*** RECORDS ***
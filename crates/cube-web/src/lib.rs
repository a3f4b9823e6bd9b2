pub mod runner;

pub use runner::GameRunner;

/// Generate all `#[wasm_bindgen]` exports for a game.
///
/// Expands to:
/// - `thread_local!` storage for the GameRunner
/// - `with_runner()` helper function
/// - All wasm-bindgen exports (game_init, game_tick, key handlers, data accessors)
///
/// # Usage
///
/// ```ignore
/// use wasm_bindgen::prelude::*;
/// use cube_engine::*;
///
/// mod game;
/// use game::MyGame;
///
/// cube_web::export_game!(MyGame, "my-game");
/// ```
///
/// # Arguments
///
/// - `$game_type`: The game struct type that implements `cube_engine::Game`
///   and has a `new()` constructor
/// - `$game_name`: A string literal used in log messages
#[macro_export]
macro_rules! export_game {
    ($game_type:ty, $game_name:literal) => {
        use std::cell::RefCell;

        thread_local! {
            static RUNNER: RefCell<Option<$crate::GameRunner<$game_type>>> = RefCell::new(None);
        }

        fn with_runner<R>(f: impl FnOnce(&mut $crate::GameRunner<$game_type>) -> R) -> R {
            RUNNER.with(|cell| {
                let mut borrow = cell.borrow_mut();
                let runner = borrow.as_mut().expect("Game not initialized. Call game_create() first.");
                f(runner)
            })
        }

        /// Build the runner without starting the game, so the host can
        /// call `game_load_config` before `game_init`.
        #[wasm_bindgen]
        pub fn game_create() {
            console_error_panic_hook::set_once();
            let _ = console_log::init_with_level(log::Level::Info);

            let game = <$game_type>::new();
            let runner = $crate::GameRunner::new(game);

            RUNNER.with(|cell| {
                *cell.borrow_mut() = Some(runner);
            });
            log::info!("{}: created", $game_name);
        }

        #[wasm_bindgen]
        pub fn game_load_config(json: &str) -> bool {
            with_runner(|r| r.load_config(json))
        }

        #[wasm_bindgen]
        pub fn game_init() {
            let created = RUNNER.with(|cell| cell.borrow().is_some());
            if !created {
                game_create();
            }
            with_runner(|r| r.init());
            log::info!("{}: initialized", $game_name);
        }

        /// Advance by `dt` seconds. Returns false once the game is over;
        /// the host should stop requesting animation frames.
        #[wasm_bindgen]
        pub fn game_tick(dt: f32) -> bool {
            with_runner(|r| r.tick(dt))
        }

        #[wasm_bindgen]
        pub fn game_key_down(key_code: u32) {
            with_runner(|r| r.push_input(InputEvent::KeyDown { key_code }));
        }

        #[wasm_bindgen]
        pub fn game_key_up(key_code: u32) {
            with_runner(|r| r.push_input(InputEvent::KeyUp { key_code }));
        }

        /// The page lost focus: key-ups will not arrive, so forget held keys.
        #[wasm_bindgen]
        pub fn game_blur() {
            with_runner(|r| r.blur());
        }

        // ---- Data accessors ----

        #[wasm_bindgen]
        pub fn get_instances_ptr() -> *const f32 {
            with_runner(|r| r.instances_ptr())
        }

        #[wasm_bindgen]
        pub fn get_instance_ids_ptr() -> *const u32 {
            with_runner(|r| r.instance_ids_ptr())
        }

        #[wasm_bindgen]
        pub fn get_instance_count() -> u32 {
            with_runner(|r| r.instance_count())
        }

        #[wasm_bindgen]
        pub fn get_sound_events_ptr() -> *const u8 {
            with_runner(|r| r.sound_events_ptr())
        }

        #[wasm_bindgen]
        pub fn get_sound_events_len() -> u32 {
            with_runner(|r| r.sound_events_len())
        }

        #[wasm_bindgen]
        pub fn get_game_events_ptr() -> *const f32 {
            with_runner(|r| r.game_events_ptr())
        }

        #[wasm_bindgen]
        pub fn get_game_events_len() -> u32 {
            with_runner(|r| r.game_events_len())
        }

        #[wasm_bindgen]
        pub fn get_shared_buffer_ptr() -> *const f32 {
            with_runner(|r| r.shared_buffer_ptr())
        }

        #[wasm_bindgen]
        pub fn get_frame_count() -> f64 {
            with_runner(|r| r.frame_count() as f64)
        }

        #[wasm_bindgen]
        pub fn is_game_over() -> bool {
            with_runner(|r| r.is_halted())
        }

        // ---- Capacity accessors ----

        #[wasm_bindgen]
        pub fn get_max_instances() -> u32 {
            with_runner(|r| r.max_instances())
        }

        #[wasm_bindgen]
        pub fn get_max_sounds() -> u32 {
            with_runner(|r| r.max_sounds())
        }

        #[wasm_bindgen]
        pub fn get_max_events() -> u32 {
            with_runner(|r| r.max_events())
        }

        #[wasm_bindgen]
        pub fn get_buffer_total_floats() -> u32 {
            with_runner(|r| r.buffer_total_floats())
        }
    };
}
*** End of RECORDS ***
— WHAT IS REQUIRED —
Locate the word "host" in the entries, and copy every line where it is found.

— TASK RESULT —
        /// Build the runner without starting the game, so the host can
        /// the host should stop requesting animation frames.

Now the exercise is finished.